* WORK INSTRUCTIONS *
Reproduce the listing below exactly, from its first line down to and including the line with "pub struct ColorValue".

╭─ AVAILABLE DATA

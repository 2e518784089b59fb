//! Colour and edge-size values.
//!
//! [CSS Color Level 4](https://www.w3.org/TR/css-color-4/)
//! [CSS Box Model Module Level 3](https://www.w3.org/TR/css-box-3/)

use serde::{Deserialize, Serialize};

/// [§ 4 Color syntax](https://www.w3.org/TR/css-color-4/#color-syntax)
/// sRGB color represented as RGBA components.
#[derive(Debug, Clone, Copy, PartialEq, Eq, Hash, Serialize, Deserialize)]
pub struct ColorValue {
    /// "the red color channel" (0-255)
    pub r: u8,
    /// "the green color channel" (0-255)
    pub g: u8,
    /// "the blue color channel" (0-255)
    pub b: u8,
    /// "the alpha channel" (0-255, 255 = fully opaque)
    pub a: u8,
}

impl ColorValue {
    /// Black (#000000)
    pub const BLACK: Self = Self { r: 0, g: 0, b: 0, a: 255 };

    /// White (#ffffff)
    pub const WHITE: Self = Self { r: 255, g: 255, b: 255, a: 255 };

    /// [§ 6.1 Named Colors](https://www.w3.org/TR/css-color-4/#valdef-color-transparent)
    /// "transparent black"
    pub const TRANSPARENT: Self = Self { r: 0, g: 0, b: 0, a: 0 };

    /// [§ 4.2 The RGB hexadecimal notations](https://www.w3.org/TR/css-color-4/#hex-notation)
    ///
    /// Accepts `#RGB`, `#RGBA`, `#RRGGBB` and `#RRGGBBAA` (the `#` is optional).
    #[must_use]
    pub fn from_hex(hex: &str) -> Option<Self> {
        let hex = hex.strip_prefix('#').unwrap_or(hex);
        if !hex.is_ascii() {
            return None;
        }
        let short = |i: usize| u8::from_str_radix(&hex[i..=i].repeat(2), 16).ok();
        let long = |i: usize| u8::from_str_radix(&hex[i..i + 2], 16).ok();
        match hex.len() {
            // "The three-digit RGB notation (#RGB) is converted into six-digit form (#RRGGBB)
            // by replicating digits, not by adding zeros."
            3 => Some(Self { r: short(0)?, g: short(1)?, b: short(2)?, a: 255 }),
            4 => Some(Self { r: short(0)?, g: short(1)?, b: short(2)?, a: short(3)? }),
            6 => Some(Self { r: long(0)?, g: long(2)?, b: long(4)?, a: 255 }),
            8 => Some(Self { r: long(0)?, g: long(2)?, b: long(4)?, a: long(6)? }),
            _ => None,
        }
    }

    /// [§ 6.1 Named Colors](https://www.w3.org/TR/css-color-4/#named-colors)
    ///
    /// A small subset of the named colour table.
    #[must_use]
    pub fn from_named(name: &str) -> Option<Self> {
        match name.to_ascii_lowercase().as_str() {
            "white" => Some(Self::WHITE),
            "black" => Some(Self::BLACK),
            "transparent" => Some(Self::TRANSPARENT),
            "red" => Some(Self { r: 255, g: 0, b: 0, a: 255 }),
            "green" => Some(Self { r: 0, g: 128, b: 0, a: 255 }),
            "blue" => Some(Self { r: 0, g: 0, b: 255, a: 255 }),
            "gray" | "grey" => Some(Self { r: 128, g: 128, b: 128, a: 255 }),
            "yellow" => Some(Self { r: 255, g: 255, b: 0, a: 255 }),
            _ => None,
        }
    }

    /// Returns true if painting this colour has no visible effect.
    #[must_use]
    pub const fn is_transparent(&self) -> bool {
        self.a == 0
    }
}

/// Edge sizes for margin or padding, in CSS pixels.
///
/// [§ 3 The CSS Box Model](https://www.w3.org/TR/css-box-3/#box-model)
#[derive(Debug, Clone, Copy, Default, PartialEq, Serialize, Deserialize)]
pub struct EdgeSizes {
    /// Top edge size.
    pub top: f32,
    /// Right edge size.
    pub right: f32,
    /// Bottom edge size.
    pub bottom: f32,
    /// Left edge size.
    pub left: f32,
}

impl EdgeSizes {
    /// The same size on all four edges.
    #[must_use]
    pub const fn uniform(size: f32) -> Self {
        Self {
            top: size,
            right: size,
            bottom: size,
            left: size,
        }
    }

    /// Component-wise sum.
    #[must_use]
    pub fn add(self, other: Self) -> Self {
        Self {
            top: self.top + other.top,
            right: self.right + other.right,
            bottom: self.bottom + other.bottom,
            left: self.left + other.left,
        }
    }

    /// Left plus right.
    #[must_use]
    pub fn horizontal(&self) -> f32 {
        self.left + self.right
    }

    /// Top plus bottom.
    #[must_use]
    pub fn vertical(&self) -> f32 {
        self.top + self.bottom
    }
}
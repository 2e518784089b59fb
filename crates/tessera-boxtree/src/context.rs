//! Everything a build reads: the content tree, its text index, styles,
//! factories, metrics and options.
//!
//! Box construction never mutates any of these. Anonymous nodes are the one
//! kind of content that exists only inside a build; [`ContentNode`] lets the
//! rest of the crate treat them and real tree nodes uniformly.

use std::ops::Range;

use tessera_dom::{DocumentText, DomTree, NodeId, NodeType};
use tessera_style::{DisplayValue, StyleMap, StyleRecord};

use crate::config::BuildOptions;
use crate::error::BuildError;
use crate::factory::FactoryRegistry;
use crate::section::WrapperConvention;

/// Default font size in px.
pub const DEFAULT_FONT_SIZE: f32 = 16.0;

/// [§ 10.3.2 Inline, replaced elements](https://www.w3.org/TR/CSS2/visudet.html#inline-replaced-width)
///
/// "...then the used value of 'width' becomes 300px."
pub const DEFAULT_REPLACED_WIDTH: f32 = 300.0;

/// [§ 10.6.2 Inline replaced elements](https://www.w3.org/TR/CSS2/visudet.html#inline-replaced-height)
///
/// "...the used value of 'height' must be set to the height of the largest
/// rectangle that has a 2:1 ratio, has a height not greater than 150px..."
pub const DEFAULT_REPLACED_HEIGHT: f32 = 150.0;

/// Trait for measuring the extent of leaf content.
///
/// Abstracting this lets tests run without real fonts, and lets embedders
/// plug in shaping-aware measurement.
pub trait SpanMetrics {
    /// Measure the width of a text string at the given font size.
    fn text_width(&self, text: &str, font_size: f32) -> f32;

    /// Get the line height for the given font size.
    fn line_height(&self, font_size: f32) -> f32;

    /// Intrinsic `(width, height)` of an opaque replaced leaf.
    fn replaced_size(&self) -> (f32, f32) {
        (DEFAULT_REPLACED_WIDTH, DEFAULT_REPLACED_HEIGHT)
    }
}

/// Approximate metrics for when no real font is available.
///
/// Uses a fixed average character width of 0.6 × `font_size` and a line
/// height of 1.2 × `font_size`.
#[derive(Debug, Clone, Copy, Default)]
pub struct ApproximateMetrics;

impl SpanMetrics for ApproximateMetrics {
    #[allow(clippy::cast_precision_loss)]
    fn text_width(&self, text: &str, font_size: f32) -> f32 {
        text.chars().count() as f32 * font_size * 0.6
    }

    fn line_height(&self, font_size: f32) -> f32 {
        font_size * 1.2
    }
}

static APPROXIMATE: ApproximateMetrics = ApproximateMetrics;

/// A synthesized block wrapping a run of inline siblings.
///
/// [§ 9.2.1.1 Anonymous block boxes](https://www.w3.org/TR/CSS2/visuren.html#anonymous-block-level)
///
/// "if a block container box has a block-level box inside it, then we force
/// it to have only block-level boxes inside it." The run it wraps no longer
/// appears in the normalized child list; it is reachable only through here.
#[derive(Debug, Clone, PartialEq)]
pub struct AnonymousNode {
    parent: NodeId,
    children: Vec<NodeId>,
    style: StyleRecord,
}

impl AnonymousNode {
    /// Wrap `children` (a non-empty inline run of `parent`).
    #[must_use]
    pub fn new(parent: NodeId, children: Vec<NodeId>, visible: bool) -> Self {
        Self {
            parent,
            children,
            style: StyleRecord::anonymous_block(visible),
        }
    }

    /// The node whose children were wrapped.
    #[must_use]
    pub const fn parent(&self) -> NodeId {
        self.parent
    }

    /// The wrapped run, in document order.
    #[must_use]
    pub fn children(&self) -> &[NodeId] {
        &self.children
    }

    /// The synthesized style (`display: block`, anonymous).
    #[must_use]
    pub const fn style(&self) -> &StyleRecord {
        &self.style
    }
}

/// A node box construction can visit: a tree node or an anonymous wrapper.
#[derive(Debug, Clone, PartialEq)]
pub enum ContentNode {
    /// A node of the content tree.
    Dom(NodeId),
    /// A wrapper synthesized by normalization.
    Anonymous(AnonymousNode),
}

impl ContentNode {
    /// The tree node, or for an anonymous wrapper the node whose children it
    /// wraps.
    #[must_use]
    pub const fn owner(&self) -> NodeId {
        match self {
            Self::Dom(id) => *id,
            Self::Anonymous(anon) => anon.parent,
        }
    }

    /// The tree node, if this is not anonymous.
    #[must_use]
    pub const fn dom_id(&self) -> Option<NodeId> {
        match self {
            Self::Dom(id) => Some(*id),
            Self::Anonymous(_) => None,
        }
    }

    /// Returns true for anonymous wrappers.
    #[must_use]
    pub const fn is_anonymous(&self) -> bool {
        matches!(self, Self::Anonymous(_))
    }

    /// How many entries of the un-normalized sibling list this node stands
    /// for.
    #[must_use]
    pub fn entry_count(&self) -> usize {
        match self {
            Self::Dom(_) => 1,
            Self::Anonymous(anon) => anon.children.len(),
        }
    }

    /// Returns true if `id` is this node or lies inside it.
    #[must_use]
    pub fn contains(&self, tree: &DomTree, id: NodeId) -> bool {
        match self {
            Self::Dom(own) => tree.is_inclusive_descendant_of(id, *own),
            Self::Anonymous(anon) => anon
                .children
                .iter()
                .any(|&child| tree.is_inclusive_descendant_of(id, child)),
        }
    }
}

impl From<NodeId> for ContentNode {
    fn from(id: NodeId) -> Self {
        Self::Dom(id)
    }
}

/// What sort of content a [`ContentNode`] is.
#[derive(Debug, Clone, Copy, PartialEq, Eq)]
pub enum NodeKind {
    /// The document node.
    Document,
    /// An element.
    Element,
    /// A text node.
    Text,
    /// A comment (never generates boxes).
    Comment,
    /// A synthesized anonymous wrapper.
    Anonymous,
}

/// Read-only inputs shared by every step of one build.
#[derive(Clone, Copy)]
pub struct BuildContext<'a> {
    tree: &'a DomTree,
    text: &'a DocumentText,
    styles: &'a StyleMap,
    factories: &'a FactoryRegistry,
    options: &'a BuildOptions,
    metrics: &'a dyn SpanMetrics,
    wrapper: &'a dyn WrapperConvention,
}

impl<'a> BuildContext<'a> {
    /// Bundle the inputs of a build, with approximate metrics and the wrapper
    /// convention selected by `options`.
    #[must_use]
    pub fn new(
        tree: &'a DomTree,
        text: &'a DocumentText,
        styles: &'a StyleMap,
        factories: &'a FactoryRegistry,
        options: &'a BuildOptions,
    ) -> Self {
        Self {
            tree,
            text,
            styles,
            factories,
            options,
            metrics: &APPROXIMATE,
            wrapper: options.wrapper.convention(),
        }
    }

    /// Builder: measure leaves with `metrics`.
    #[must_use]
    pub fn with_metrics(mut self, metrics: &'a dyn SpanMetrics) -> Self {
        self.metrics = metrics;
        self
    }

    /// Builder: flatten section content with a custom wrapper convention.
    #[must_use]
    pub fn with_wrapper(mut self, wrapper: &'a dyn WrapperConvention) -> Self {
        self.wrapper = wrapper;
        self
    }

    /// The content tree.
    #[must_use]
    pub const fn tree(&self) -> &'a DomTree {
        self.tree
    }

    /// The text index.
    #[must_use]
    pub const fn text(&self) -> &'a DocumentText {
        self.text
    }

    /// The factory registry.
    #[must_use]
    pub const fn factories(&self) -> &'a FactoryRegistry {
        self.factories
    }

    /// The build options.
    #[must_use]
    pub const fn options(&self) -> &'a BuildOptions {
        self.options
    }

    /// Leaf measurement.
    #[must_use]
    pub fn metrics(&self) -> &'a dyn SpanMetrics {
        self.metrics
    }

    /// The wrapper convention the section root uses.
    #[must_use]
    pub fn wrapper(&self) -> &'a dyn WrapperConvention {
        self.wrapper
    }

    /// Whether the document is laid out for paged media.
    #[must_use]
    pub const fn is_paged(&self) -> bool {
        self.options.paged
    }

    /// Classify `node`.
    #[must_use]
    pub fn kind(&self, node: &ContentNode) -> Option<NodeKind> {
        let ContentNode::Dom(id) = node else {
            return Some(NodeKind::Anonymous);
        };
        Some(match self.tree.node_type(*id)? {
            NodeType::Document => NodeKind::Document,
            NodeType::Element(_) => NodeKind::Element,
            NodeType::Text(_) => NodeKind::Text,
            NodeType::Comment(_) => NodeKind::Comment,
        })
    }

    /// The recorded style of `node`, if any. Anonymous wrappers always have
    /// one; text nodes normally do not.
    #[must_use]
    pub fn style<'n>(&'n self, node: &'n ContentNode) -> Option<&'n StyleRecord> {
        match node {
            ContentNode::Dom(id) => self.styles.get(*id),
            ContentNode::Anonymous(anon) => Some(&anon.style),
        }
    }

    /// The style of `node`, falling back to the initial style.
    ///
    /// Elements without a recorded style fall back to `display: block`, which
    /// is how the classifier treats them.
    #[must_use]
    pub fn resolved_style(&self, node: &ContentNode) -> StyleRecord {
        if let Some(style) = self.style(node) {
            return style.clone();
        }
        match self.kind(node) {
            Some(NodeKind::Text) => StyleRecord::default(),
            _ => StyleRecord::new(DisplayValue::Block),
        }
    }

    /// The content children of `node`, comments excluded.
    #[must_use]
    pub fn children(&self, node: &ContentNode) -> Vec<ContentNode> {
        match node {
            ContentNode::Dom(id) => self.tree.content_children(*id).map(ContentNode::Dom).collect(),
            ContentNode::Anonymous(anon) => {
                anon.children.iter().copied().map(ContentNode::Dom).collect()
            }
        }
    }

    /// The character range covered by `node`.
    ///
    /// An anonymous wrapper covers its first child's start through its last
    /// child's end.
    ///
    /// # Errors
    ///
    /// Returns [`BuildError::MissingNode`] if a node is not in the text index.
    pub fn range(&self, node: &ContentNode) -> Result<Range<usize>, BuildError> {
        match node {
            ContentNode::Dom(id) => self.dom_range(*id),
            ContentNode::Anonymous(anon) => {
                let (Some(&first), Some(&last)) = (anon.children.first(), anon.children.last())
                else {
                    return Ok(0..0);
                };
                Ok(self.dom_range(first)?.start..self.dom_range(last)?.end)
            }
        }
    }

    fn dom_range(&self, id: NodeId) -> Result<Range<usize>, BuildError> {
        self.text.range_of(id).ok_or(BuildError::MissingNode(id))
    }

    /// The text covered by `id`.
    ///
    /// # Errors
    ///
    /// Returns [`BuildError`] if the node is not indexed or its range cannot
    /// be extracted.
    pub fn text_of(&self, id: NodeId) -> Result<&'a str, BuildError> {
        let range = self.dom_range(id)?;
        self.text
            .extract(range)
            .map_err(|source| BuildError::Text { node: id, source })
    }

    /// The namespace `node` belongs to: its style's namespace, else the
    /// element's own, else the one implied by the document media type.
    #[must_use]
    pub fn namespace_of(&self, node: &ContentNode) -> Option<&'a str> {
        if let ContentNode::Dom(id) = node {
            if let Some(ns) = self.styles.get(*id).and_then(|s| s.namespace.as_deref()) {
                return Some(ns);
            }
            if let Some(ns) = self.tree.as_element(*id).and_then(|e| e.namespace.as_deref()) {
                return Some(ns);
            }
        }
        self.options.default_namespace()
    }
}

╰─

* ANSWER TO THE PROBLEM *
repository 2e518784089b59fb
//! Colour and edge-size values.
//!
//! [CSS Color Level 4](https://www.w3.org/TR/css-color-4/)
//! [CSS Box Model Module Level 3](https://www.w3.org/TR/css-box-3/)

use serde::{Deserialize, Serialize};

/// [§ 4 Color syntax](https://www.w3.org/TR/css-color-4/#color-syntax)
/// sRGB color represented as RGBA components.
#[derive(Debug, Clone, Copy, PartialEq, Eq, Hash, Serialize, Deserialize)]
pub struct ColorValue {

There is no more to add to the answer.